Your macaroni and cheese, Ma. Where did
you get the idea to toss in chili sauce?
And the Spanish Rice --
what's the secret? Is it the sprinkling of cayenne? Write it down,
please, right now before it's too late.
I could have asked her for
her recipes any time. Over a cup of tea, maybe, or while chatting on the
phone. But I waited too long. Wouldn't you know it? I waited too long
to ask for her secrets. Once the doctors had peered deep into her core,
once the pronouncement had been made, I couldn't do it. Asking her for
the secret to the recipes she cooked especially for me, to make my life
easier, to fill my freezer, to give me more time to write, was like
admitting the doctors might be right, that she was sick terribly sick and
that before too long there would be no more "CARE packages" from her
house to ours.
The day after she died, my father handed me her
jewelry box. "It's yours," he said, pushing it toward me. "You know she
wanted you to have everything." Your Inheritance, she used to call it with
a wicked smile on her face. The lovely pieces she came to later on in
her life and cherished because now she had something to leave to me when
she died.
But you know what? She was wrong. Those rings and
bracelets, pretty as they are, can't hold a candle to her pots and pans, her
slotted spoon and potato masher. I found a box filled with recipes and
clippings and scraps of paper and my heart soared! No diamond could
make me half as happy.
Everything I know about making a home a haven
I learned from her. Everything I know about loving well I learned from
her. Everything I know about the wonder of daily life, the miracle of
the everyday, I learned from her.
She also taught me to believe in the
world that exists just beyond the reach of our five senses. I believed
in Santa Claus and the Tooth Fairy and Easter Bunny (although I'll
admit I had a bit of trouble with the rabbit) for longer than I'm willing
to admit, and I knew, like my mother and her grandmother before her,
that there is much more to life than we'll ever know while we're here
living it.
Maybe that explains our fascination with the samovar that had
belonged to her stepmother Margie. Margie was the second of my
grandfather's five wives and the love of his life. She was a successful
decorator in the 1930s, a time when high-flying careers for women were a
rarity, a woman who lived in a Fifth Avenue penthouse and rode around in her
own limousine, and somehow met and fell in love with one of NYPD's
finest: my grandfather. Of course that's another story for another time.

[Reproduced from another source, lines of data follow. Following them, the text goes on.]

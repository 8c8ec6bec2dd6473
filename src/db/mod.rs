//! Database connection and pool management
//!
//! PostgreSQL connection pooling, embedded migrations and health checks.

use sqlx::postgres::{PgPool, PgPoolOptions};
use std::time::Duration;

use crate::config::Config;

/// Database connection error
#[derive(Debug, thiserror::Error)]
pub enum DbError {
    #[error("Failed to connect to database: {0}")]
    ConnectionError(String),

    #[error("Failed to run migrations: {0}")]
    MigrationError(String),

    #[error("Database health check failed: {0}")]
    HealthCheckError(String),
}

/// Create a database connection pool
pub async fn create_pool(config: &Config) -> Result<PgPool, DbError> {
    tracing::info!("Connecting to database at {}", config.database_url_masked());

    let pool = PgPoolOptions::new()
        .max_connections(config.db_max_connections)
        .acquire_timeout(Duration::from_secs(5))
        .idle_timeout(Duration::from_secs(600))
        .connect(&config.database_url)
        .await
        .map_err(|e| DbError::ConnectionError(e.to_string()))?;

    tracing::info!(
        max_connections = config.db_max_connections,
        "Database connection pool created"
    );

    Ok(pool)
}

/// Apply the embedded schema migrations
pub async fn run_migrations(pool: &PgPool) -> Result<(), DbError> {
    tracing::info!("Running database migrations...");

    sqlx::migrate!("./migrations")
        .run(pool)
        .await
        .map_err(|e| DbError::MigrationError(e.to_string()))?;

    tracing::info!("Database migrations completed");

    Ok(())
}

/// Round-trip a trivial query
pub async fn check_health(pool: &PgPool) -> Result<(), DbError> {
    sqlx::query("SELECT 1")
        .execute(pool)
        .await
        .map_err(|e| DbError::HealthCheckError(e.to_string()))?;

    Ok(())
}
//! HTTP handlers
//!
//! Thin adapters: extract the caller and inputs, call a service, wrap the
//! result in [`ApiResponse`](crate::models::ApiResponse).

pub mod loan;
pub mod user;

pub use crate::middleware::auth::AuthenticatedUser;
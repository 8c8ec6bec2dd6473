//! PeerLend Backend Library
//!
//! Loan lifecycle and trust-scoring engine for a peer-to-peer lending
//! platform, plus the HTTP surface that exposes it.

pub mod app_state;
pub mod auth;
pub mod config;
pub mod db;
pub mod error;
pub mod handlers;
pub mod loan;
pub mod middleware;
pub mod models;
pub mod routes;
pub mod services;
pub mod store;
pub mod websocket;
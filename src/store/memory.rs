//! In-memory ledger store
//!
//! All state lives behind one mutex, so a transition unit observes and writes
//! a consistent snapshot. Guards are checked before the first write.

use std::collections::HashMap;

use async_trait::async_trait;
use chrono::Utc;
use tokio::sync::Mutex;
use uuid::Uuid;

use super::{
    BalanceChange, BorrowerLoanCounts, CommitOutcome, LedgerStore, LoanTransition,
    RepaymentTiming, StoreResult, SCORED_BORROWER_STATUSES,
};
use crate::loan::{LoanFilter, LoanRequest, LoanStatus, Repayment};
use crate::models::{ActivityEntry, User, UserRole};

#[derive(Default)]
struct Ledger {
    users: HashMap<Uuid, User>,
    loans: HashMap<Uuid, LoanRequest>,
    repayments: Vec<Repayment>,
    settings: HashMap<String, String>,
    activity: Vec<ActivityEntry>,
}

/// Ledger store backed by process memory
#[derive(Default)]
pub struct MemoryLedgerStore {
    inner: Mutex<Ledger>,
}

impl MemoryLedgerStore {
    pub fn new() -> Self {
        Self::default()
    }

    /// Seed or replace a user record
    pub async fn put_user(&self, user: User) {
        self.inner.lock().await.users.insert(user.id, user);
    }

    /// Seed or replace a settings entry
    pub async fn put_setting(&self, key: &str, value: &str) {
        self.inner
            .lock()
            .await
            .settings
            .insert(key.to_string(), value.to_string());
    }

    /// Seed a loan in an arbitrary state
    pub async fn put_loan(&self, loan: LoanRequest) {
        self.inner.lock().await.loans.insert(loan.id, loan);
    }

    /// Seed a historical repayment
    pub async fn put_repayment(&self, repayment: Repayment) {
        self.inner.lock().await.repayments.push(repayment);
    }

    pub async fn activity(&self) -> Vec<ActivityEntry> {
        self.inner.lock().await.activity.clone()
    }

    pub async fn repayment_count(&self, loan_id: Uuid) -> usize {
        self.inner
            .lock()
            .await
            .repayments
            .iter()
            .filter(|r| r.loan_request_id == loan_id)
            .count()
    }
}

fn matches_filter(loan: &LoanRequest, filter: &LoanFilter) -> bool {
    if let Some(borrower_id) = filter.borrower_id {
        if loan.borrower_id != borrower_id {
            return false;
        }
    }
    if let Some(lender_id) = filter.lender_id {
        if loan.lender_id != Some(lender_id) {
            return false;
        }
    }
    if let Some(status) = filter.status {
        if loan.status != status {
            return false;
        }
    }
    if filter.visible_only && !loan.is_visible {
        return false;
    }
    if let Some(min) = filter.min_amount {
        if loan.amount < min {
            return false;
        }
    }
    if let Some(max) = filter.max_amount {
        if loan.amount > max {
            return false;
        }
    }
    true
}

#[async_trait]
impl LedgerStore for MemoryLedgerStore {
    async fn fetch_user(&self, id: Uuid) -> StoreResult<Option<User>> {
        Ok(self.inner.lock().await.users.get(&id).cloned())
    }

    async fn fetch_loan(&self, id: Uuid) -> StoreResult<Option<LoanRequest>> {
        Ok(self.inner.lock().await.loans.get(&id).cloned())
    }

    async fn list_loans(&self, filter: &LoanFilter) -> StoreResult<(Vec<LoanRequest>, i64)> {
        let ledger = self.inner.lock().await;
        let mut loans: Vec<LoanRequest> = ledger
            .loans
            .values()
            .filter(|loan| matches_filter(loan, filter))
            .cloned()
            .collect();
        loans.sort_by(|a, b| b.created_at.cmp(&a.created_at));

        let total = loans.len() as i64;
        let page = loans
            .into_iter()
            .skip(filter.offset.max(0) as usize)
            .take(filter.limit.max(0) as usize)
            .collect();
        Ok((page, total))
    }

    async fn list_repayments(&self, loan_id: Uuid) -> StoreResult<Vec<Repayment>> {
        let ledger = self.inner.lock().await;
        let mut repayments: Vec<Repayment> = ledger
            .repayments
            .iter()
            .filter(|r| r.loan_request_id == loan_id)
            .cloned()
            .collect();
        repayments.sort_by(|a, b| b.created_at.cmp(&a.created_at));
        Ok(repayments)
    }

    async fn find_repayment_by_reference(
        &self,
        loan_id: Uuid,
        reference: &str,
    ) -> StoreResult<Option<Repayment>> {
        let ledger = self.inner.lock().await;
        Ok(ledger
            .repayments
            .iter()
            .find(|r| {
                r.loan_request_id == loan_id
                    && r.transaction_reference.as_deref() == Some(reference)
            })
            .cloned())
    }

    async fn insert_loan(&self, loan: &LoanRequest) -> StoreResult<()> {
        let mut ledger = self.inner.lock().await;
        if ledger.loans.contains_key(&loan.id) {
            return Err(super::StoreError::Conflict);
        }
        ledger.loans.insert(loan.id, loan.clone());
        Ok(())
    }

    async fn commit_transition(&self, transition: LoanTransition) -> StoreResult<CommitOutcome> {
        let mut ledger = self.inner.lock().await;
        let LoanTransition {
            mut loan,
            balance_changes,
            repayment,
            rating,
        } = transition;

        // Guards first; nothing below this block may fail.
        match ledger.loans.get(&loan.id) {
            Some(current) if current.version == loan.version => {}
            _ => return Ok(CommitOutcome::StaleLoan),
        }

        for change in &balance_changes {
            if let BalanceChange::DebitAvailable { user_id, amount } = change {
                let sufficient = ledger
                    .users
                    .get(user_id)
                    .map(|u| u.available_balance >= *amount)
                    .unwrap_or(false);
                if !sufficient {
                    return Ok(CommitOutcome::InsufficientFunds { user_id: *user_id });
                }
            }
        }

        if let Some(repayment) = &repayment {
            if let Some(reference) = repayment.transaction_reference.as_deref() {
                let duplicate = ledger.repayments.iter().any(|r| {
                    r.loan_request_id == repayment.loan_request_id
                        && r.transaction_reference.as_deref() == Some(reference)
                });
                if duplicate {
                    return Ok(CommitOutcome::DuplicateRepayment);
                }
            }
        }

        if let Some(change) = &rating {
            let current = ledger.users.get(&change.user_id).map(|u| u.total_ratings);
            if current != Some(change.expected_total_ratings) {
                return Ok(CommitOutcome::StaleRating);
            }
        }

        let now = Utc::now();

        for change in balance_changes {
            if let Some(user) = ledger.users.get_mut(&change.user_id()) {
                match change {
                    BalanceChange::DebitAvailable { amount, .. } => {
                        user.available_balance -= amount
                    }
                    BalanceChange::CreditAvailable { amount, .. } => {
                        user.available_balance += amount
                    }
                    BalanceChange::AddTotalLent { amount, .. } => user.total_lent += amount,
                    BalanceChange::AddTotalBorrowed { amount, .. } => {
                        user.total_borrowed += amount
                    }
                }
                user.updated_at = now;
            }
        }

        if let Some(repayment) = repayment {
            ledger.repayments.push(repayment);
        }

        if let Some(change) = rating {
            if let Some(user) = ledger.users.get_mut(&change.user_id) {
                user.total_ratings = change.total_ratings;
                user.average_rating = change.average_rating;
                user.updated_at = now;
            }
        }

        loan.version += 1;
        loan.updated_at = now;
        ledger.loans.insert(loan.id, loan.clone());

        Ok(CommitOutcome::Committed(loan))
    }

    async fn count_completed_loans(&self, user_id: Uuid, role: UserRole) -> StoreResult<i64> {
        let ledger = self.inner.lock().await;
        let count = ledger
            .loans
            .values()
            .filter(|loan| loan.status == LoanStatus::Completed)
            .filter(|loan| match role {
                UserRole::Borrower => loan.borrower_id == user_id,
                UserRole::Lender => loan.lender_id == Some(user_id),
                UserRole::Admin => false,
            })
            .count();
        Ok(count as i64)
    }

    async fn borrower_loan_counts(&self, borrower_id: Uuid) -> StoreResult<BorrowerLoanCounts> {
        let ledger = self.inner.lock().await;
        let mut counts = BorrowerLoanCounts::default();
        for loan in ledger
            .loans
            .values()
            .filter(|loan| loan.borrower_id == borrower_id)
            .filter(|loan| SCORED_BORROWER_STATUSES.contains(&loan.status))
        {
            match loan.status {
                LoanStatus::Completed => counts.completed += 1,
                LoanStatus::InProgress => counts.in_progress += 1,
                LoanStatus::Defaulted => counts.defaulted += 1,
                _ => {}
            }
        }
        Ok(counts)
    }

    async fn repayment_timings(&self, borrower_id: Uuid) -> StoreResult<Vec<RepaymentTiming>> {
        let ledger = self.inner.lock().await;
        Ok(ledger
            .repayments
            .iter()
            .filter(|r| r.borrower_id == borrower_id)
            .map(|r| RepaymentTiming {
                is_late: r.is_late,
                days_late: r.days_late,
            })
            .collect())
    }

    async fn save_scores(
        &self,
        user_id: Uuid,
        trust_score: i32,
        repayment_score: Option<i32>,
    ) -> StoreResult<()> {
        let mut ledger = self.inner.lock().await;
        if let Some(user) = ledger.users.get_mut(&user_id) {
            user.trust_score = trust_score;
            if let Some(score) = repayment_score {
                user.repayment_score = score;
            }
            user.updated_at = Utc::now();
        }
        Ok(())
    }

    async fn load_settings(&self) -> StoreResult<HashMap<String, String>> {
        Ok(self.inner.lock().await.settings.clone())
    }

    async fn record_activity(&self, entry: &ActivityEntry) -> StoreResult<()> {
        self.inner.lock().await.activity.push(entry.clone());
        Ok(())
    }
}
//! Loan route definitions

use axum::{
    routing::{get, post},
    Router,
};

use crate::app_state::AppState;
use crate::handlers::loan::*;

pub fn loan_routes() -> Router<AppState> {
    Router::new()
        .route("/api/loans/request", post(create_loan_request))
        .route("/api/loans/pending", get(list_pending_requests))
        .route("/api/loans/my-requests", get(list_my_requests))
        .route("/api/loans/my-lending", get(list_my_lending))
        .route("/api/loans/:id", get(get_loan_details))
        .route("/api/loans/:id/accept", post(accept_loan_request))
        .route("/api/loans/:id/fulfill", post(mark_fulfilled))
        .route("/api/loans/:id/repayment", post(record_repayment))
        .route("/api/loans/:id/cancel", post(cancel_loan_request))
        .route("/api/loans/:id/rate", post(rate_counterparty))
        .route("/api/loans/:id/dispute", post(mark_disputed))
        .route("/api/loans/:id/default", post(mark_defaulted))
}
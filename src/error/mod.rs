//! Centralized error handling for the lending engine
//!
//! Every lifecycle and scoring operation returns [`LendingError`]. Each variant
//! carries a stable discriminant code so callers can branch on the failure
//! kind, and the HTTP layer renders it with the matching status code.

use axum::{
    http::StatusCode,
    response::{IntoResponse, Response},
    Json,
};
use serde::Serialize;
use thiserror::Error;

use crate::store::StoreError;

/// Lending engine error type with HTTP status code mapping
#[derive(Error, Debug)]
pub enum LendingError {
    #[error("Validation error: {0}")]
    Validation(String),

    #[error("Invalid state: {0}")]
    InvalidState(String),

    #[error("Insufficient funds: {0}")]
    InsufficientFunds(String),

    #[error("Resource not found: {0}")]
    NotFound(String),

    #[error("Forbidden: {0}")]
    Forbidden(String),

    #[error("Already rated: {0}")]
    AlreadyRated(String),

    #[error("Unauthorized: {0}")]
    Unauthorized(String),

    #[error("Conflict: {0}")]
    Conflict(String),

    #[error("Database error: {0}")]
    Database(String),

    #[error("Internal server error: {0}")]
    Internal(String),
}

/// JSON error response body
#[derive(Serialize)]
pub struct ErrorResponse {
    pub error: ErrorDetails,
}

/// Error details in the response
#[derive(Serialize)]
pub struct ErrorDetails {
    pub code: String,
    pub message: String,
    #[serde(skip_serializing_if = "Option::is_none")]
    pub details: Option<String>,
}

impl LendingError {
    /// Get the error code string
    pub fn error_code(&self) -> &'static str {
        match self {
            LendingError::Validation(_) => "VALIDATION_ERROR",
            LendingError::InvalidState(_) => "INVALID_STATE",
            LendingError::InsufficientFunds(_) => "INSUFFICIENT_FUNDS",
            LendingError::NotFound(_) => "NOT_FOUND",
            LendingError::Forbidden(_) => "FORBIDDEN",
            LendingError::AlreadyRated(_) => "ALREADY_RATED",
            LendingError::Unauthorized(_) => "UNAUTHORIZED",
            LendingError::Conflict(_) => "CONFLICT",
            LendingError::Database(_) => "DATABASE_ERROR",
            LendingError::Internal(_) => "INTERNAL_ERROR",
        }
    }

    /// Get the HTTP status code
    pub fn status_code(&self) -> StatusCode {
        match self {
            LendingError::Validation(_) => StatusCode::BAD_REQUEST,
            LendingError::InvalidState(_) => StatusCode::CONFLICT,
            LendingError::InsufficientFunds(_) => StatusCode::UNPROCESSABLE_ENTITY,
            LendingError::NotFound(_) => StatusCode::NOT_FOUND,
            LendingError::Forbidden(_) => StatusCode::FORBIDDEN,
            LendingError::AlreadyRated(_) => StatusCode::CONFLICT,
            LendingError::Unauthorized(_) => StatusCode::UNAUTHORIZED,
            LendingError::Conflict(_) => StatusCode::CONFLICT,
            LendingError::Database(_) => StatusCode::INTERNAL_SERVER_ERROR,
            LendingError::Internal(_) => StatusCode::INTERNAL_SERVER_ERROR,
        }
    }

    /// Client errors are never retried automatically
    pub fn is_client_error(&self) -> bool {
        self.status_code().is_client_error()
    }
}

impl IntoResponse for LendingError {
    fn into_response(self) -> Response {
        let status = self.status_code();
        let error_code = self.error_code();
        let message = self.to_string();

        // Log server errors
        match &self {
            LendingError::Database(_) | LendingError::Internal(_) => {
                tracing::error!(error = %message, code = %error_code, "Server error occurred");
            }
            _ => {
                tracing::debug!(error = %message, code = %error_code, "Client error occurred");
            }
        }

        let body = ErrorResponse {
            error: ErrorDetails {
                code: error_code.to_string(),
                message,
                details: None,
            },
        };

        (status, Json(body)).into_response()
    }
}

// Convenience conversions from common error types

impl From<StoreError> for LendingError {
    fn from(err: StoreError) -> Self {
        LendingError::Database(err.to_string())
    }
}

impl From<sqlx::Error> for LendingError {
    fn from(err: sqlx::Error) -> Self {
        match err {
            sqlx::Error::RowNotFound => LendingError::NotFound("Resource not found".to_string()),
            _ => LendingError::Database(err.to_string()),
        }
    }
}

impl From<validator::ValidationErrors> for LendingError {
    fn from(err: validator::ValidationErrors) -> Self {
        LendingError::Validation(err.to_string())
    }
}

impl From<serde_json::Error> for LendingError {
    fn from(err: serde_json::Error) -> Self {
        LendingError::Validation(format!("Invalid JSON: {}", err))
    }
}

/// Result type alias using LendingError
pub type LendingResult<T> = Result<T, LendingError>;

The samovar held the place of honor on Margie's credenza and my mother
spent many happy hours playing with it while she daydreamed about fairy
princesses and a genie who couldn't wait to grant a few wishes for a
deserving little girl.
Like mother, like daughter, I guess. That same
samovar held the place of honor on our credenza when I was growing up in
Queens years later and I can't begin to count the hours I spent waiting
for that reluctant genie to finally make his appearance and whisk me
off to Disneyland so I could set up housekeeping with Spin and Marty.
I'm looking at that samovar right now as I write this. It sits on a
glass table top not ten feet away from where I'm sitting. The samovar must
be well over one hundred years old by now and it's beginning to show
its age. I don't have a daughter of my own to inherit Margie's magic
lamp, but one of the best parts of being a writer is that words make all
things possible. After years of waiting for the samovar to pop out a
genie, it popped out a story instead. One about mothers and daughters,
about love and sorrow and the unexpected blessings that sometimes come our
way when we need them most.
Some books practically write themselves.
Others come kicking and screaming into the world. I began SHORE LIGHTS
in sorrow and ended it in joy. We've all heard that famous bit of
advice given to writers from the beginning of time: Write what you know.
Well, this time I listened and wrote about the most puzzling and beautiful
and mysterious topic of them all. SHORE LIGHTS is a love story, but
it's one that begins the moment a woman hears those magic words, "You're
going to have a baby."
Somewhere I think my mother is smiling.